Kinari asserts her existence with rap, consciously carving out an alternative. “We didn’t want to wait for an opportunity to arrive, so we made our own space.” From cutting a deal with venues to managing the logistics and curation, Kinari and her manager Mithran created Meetha World, a rap gig series from scratch. One imagines a hip-hop performance to be a club full of sweaty boys in oversized t-shirts and shorts dancing to rapping on stage; at Meetha World, women and queer people find relief from music entrenched with overbearing masculinity.
Owning Her Space
When asked what kind of anti-caste and queer affirmative spaces they envision, Mithran promptly pointed out the hypocrisy in expecting artists to bear the burden of change. “Why aren’t we asking this question to our society?” Tired of being reduced to the skeletons of her identity, Kinari is an artist not despite her lived experience but because music is an intrinsic part of her.
“I’m not taking any more risks than other artists in India,” the part-time teacher pointed out.” The industry doesn’t have a support system in place for anyone.” Artists in India remain independent because of the current structure of the music industry, and according to Kinari, labels can provide some support by investing and providing a network, but Indian labels barely sign women or queer acts.
Her Debut Project
Current streaming rates do not provide enough remuneration from royalties for artists to support themselves by simply making music.
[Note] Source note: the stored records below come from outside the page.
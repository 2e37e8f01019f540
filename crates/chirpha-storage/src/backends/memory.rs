//! In-memory time-series backend.
//!
//! Keeps every written point in a vector. Query and write failures can be
//! switched on to exercise the reconciler's soft-failure paths.

use std::sync::atomic::{AtomicBool, AtomicUsize, Ordering};
use std::time::Duration;

use async_trait::async_trait;
use parking_lot::RwLock;

use crate::timeseries::{SampleValue, SeriesKey, TimeSeriesBackend, WritePoint};
use crate::{Error, Result};

#[derive(Default)]
pub struct MemoryBackend {
    points: RwLock<Vec<WritePoint>>,
    fail_queries: AtomicBool,
    fail_writes: AtomicBool,
    query_calls: AtomicUsize,
    write_calls: AtomicUsize,
}

impl MemoryBackend {
    pub fn new() -> Self {
        Self::default()
    }

    /// Store a point directly, bypassing the write counters.
    pub fn seed(&self, point: WritePoint) {
        self.points.write().push(point);
    }

    /// Make every query fail with [`Error::Unavailable`].
    pub fn set_query_failure(&self, fail: bool) {
        self.fail_queries.store(fail, Ordering::SeqCst);
    }

    /// Make every write fail with [`Error::Unavailable`].
    pub fn set_write_failure(&self, fail: bool) {
        self.fail_writes.store(fail, Ordering::SeqCst);
    }

    /// All stored points in insertion order.
    pub fn points(&self) -> Vec<WritePoint> {
        self.points.read().clone()
    }

    pub fn points_for(&self, key: &SeriesKey) -> Vec<WritePoint> {
        self.points
            .read()
            .iter()
            .filter(|p| p.matches(key))
            .cloned()
            .collect()
    }

    pub fn query_calls(&self) -> usize {
        self.query_calls.load(Ordering::SeqCst)
    }

    /// Number of `write_points` calls, failed ones included.
    pub fn write_calls(&self) -> usize {
        self.write_calls.load(Ordering::SeqCst)
    }
}

#[async_trait]
impl TimeSeriesBackend for MemoryBackend {
    fn name(&self) -> &str {
        "memory"
    }

    async fn query_last_value(
        &self,
        key: &SeriesKey,
        lookback: Duration,
    ) -> Result<Option<SampleValue>> {
        self.query_calls.fetch_add(1, Ordering::SeqCst);
        if self.fail_queries.load(Ordering::SeqCst) {
            return Err(Error::Unavailable("memory backend query failure".to_string()));
        }

        let oldest = chrono::Utc::now().timestamp() - lookback.as_secs() as i64;
        let points = self.points.read();
        // Latest timestamp wins; among equal timestamps the last written wins.
        let last = points
            .iter()
            .filter(|p| p.matches(key) && p.timestamp >= oldest)
            .fold(None::<&WritePoint>, |best, p| match best {
                Some(b) if b.timestamp > p.timestamp => Some(b),
                _ => Some(p),
            });
        Ok(last.map(|p| p.value.clone()))
    }

    async fn write_points(&self, points: &[WritePoint]) -> Result<()> {
        self.write_calls.fetch_add(1, Ordering::SeqCst);
        if self.fail_writes.load(Ordering::SeqCst) {
            return Err(Error::Unavailable("memory backend write failure".to_string()));
        }
        self.points.write().extend_from_slice(points);
        Ok(())
    }
}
To make a living from their art, they rely on bookings from gigs and festivals but even those spaces are male-dominated. Kinari is aware of the industry’s disposition, and the limitations have only inspired her to produce her own music as her alter ego nasbandi, to become more self-sufficient.
From her mixtape Queerbops to her debut album Kattar Kinnar, which was released this year on April 7, Kinari has used queer influences and pop culture seamlessly with bilingual lyrics. You can smell the burning diesel and hear the wedding bands at Khirkee Extension in the summer heat when she raps about growing consumerism in desi hip-hop in the track Baahar.
Reinventing Her Sound
An underlying ‘Rekhaesque’ runs through Kattar Kinnar, which reflects not only on Kinari’s Tamizh heritage but also brings forth female redemption with satire. The Mari Selvaraj’s references, Ha Dance samples (an iconic ballroom track) and interludes of vampy dialogues are a refusal to let trans experiences suffice in the fringes. “With every project, I’m trying to redefine and reinvent my sound.” Her music has an unhinged power in any space it inhabits, it snatches back that part of you which subconsciously belongs to the hetero gaze. It would be a crime to reduce Kinari to only her experiences as a transwoman, her music sets a precedent for not only how we perceive rap but also ourselves.